[[ Available records, beginning ]]

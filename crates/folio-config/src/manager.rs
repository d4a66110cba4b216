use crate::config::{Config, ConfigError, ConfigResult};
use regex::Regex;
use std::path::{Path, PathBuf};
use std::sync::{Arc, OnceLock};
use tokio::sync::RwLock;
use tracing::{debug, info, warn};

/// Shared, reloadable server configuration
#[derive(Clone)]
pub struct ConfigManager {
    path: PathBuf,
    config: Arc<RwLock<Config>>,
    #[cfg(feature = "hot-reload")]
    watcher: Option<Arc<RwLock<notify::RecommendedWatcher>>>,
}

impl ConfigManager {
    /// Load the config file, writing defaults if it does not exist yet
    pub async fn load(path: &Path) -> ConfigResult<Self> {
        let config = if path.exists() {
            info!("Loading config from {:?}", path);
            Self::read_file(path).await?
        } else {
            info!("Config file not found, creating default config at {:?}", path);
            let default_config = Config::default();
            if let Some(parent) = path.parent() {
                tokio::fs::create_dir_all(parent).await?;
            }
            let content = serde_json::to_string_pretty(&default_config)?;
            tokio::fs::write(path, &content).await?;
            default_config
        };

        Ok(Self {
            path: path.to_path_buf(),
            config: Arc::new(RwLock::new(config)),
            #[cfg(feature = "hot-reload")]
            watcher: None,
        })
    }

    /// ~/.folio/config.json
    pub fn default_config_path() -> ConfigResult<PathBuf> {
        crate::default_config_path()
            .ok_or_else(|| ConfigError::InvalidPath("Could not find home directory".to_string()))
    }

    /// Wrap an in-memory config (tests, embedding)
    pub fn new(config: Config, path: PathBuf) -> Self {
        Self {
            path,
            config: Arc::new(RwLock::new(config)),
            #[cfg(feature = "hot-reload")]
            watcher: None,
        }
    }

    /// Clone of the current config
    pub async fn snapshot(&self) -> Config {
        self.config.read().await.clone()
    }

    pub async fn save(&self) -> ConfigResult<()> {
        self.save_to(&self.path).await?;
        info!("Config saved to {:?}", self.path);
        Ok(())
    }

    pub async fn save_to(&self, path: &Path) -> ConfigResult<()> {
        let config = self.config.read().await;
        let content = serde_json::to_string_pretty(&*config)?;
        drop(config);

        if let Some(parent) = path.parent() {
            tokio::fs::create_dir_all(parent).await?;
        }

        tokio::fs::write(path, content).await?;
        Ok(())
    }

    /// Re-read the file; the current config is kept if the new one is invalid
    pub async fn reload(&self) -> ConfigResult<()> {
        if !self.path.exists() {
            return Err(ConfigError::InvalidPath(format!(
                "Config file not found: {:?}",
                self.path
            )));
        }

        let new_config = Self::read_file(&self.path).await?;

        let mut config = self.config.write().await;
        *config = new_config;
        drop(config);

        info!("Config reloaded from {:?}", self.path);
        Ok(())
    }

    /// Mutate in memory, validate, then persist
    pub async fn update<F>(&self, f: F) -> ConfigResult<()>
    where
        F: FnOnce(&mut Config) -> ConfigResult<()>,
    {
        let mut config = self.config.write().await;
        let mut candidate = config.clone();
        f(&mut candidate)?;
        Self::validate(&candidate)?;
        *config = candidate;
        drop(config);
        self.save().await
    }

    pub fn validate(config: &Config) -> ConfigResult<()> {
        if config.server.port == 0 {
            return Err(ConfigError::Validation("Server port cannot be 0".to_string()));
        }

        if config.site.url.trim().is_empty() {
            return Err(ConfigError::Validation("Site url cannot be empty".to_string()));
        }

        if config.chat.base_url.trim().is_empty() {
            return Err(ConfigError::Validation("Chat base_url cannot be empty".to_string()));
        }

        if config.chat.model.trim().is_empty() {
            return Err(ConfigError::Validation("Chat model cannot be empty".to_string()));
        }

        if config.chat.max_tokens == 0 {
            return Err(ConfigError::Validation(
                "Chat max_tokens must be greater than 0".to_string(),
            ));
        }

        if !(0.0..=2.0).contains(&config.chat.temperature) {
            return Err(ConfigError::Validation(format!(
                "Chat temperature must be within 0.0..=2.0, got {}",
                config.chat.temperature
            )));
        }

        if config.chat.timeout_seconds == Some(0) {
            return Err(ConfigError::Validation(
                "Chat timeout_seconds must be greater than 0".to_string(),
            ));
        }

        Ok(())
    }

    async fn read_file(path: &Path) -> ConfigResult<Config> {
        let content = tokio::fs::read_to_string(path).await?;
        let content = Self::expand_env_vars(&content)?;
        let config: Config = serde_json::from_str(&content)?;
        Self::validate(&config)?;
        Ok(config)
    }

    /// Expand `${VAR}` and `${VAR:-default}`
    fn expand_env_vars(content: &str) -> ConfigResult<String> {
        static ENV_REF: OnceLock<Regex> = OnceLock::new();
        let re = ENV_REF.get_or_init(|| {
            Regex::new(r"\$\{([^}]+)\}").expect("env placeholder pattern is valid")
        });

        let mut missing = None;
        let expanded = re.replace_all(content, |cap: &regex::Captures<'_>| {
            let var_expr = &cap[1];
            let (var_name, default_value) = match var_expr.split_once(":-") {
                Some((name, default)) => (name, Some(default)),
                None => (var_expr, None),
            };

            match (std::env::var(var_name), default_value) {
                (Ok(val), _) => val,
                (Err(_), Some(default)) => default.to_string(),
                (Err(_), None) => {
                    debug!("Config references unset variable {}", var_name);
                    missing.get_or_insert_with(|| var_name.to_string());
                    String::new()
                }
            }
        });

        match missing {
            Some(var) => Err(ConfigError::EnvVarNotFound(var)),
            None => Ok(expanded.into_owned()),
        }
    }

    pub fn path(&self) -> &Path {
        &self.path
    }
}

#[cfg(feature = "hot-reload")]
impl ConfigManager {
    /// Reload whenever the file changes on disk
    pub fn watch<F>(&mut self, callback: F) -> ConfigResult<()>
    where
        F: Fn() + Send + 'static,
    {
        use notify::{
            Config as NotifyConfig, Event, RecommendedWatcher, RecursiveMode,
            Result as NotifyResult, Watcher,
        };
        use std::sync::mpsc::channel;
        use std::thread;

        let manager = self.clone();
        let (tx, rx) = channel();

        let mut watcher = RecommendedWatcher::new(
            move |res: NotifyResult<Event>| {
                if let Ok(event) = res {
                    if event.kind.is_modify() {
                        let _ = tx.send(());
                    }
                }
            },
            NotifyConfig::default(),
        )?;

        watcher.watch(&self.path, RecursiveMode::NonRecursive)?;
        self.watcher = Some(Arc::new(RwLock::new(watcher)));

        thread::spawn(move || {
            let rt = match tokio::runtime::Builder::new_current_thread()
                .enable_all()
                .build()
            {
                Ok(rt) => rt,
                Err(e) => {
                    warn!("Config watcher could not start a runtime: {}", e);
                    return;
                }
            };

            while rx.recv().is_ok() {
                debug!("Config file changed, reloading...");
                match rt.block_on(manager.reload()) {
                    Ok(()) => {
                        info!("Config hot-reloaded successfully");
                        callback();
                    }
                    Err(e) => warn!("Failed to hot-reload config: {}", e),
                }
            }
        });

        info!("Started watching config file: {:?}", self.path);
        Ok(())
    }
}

[[ Available records, end ]]
[[ Available records, beginning ]]

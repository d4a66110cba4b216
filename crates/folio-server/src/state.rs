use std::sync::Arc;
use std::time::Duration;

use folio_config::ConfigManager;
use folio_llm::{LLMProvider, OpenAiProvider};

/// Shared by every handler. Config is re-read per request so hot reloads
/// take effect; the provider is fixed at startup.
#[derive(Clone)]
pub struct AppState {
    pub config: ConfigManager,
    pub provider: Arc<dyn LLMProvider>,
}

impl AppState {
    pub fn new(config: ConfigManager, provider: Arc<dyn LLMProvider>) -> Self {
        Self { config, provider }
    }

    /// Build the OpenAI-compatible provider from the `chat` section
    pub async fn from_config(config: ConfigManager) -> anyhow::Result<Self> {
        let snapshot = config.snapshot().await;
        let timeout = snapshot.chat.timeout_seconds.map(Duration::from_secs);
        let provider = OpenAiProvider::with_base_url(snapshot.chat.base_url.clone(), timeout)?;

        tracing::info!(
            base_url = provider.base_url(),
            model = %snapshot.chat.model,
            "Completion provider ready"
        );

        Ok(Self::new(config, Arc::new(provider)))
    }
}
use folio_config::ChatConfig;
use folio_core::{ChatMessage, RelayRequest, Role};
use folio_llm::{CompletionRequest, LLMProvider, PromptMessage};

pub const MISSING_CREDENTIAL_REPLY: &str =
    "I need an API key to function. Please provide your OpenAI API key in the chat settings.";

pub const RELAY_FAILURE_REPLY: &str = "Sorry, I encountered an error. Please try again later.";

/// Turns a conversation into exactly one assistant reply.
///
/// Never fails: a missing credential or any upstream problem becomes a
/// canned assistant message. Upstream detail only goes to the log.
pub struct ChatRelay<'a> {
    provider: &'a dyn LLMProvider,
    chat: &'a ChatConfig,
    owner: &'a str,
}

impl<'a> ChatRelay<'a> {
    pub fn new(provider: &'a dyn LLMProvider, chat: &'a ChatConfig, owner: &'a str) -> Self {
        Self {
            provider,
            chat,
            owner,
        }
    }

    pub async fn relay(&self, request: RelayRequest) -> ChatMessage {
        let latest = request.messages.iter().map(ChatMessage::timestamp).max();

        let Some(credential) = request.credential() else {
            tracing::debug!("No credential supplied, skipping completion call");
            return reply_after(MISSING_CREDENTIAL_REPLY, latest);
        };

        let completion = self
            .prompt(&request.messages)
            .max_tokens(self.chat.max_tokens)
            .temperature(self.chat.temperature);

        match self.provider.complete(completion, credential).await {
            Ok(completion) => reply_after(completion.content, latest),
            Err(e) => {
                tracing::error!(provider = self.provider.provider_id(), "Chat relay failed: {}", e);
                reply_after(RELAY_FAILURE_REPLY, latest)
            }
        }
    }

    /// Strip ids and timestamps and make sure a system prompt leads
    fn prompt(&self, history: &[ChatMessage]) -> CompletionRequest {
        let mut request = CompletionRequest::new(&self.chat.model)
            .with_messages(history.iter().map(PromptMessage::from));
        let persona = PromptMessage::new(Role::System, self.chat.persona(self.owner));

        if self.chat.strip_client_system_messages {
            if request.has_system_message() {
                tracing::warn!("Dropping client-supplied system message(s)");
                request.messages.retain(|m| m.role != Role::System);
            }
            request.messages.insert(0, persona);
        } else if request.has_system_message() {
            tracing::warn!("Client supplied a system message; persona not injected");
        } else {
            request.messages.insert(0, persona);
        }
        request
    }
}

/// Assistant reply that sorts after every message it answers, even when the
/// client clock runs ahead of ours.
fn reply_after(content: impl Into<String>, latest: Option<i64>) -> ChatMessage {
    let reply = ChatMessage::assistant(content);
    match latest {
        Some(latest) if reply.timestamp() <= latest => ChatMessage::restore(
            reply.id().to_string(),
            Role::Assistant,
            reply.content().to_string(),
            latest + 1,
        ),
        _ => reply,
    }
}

[[ Available records, end ]]

## [Task goal]
Give only the count of lines in the data that include the string "candidate".

## [Written response]
4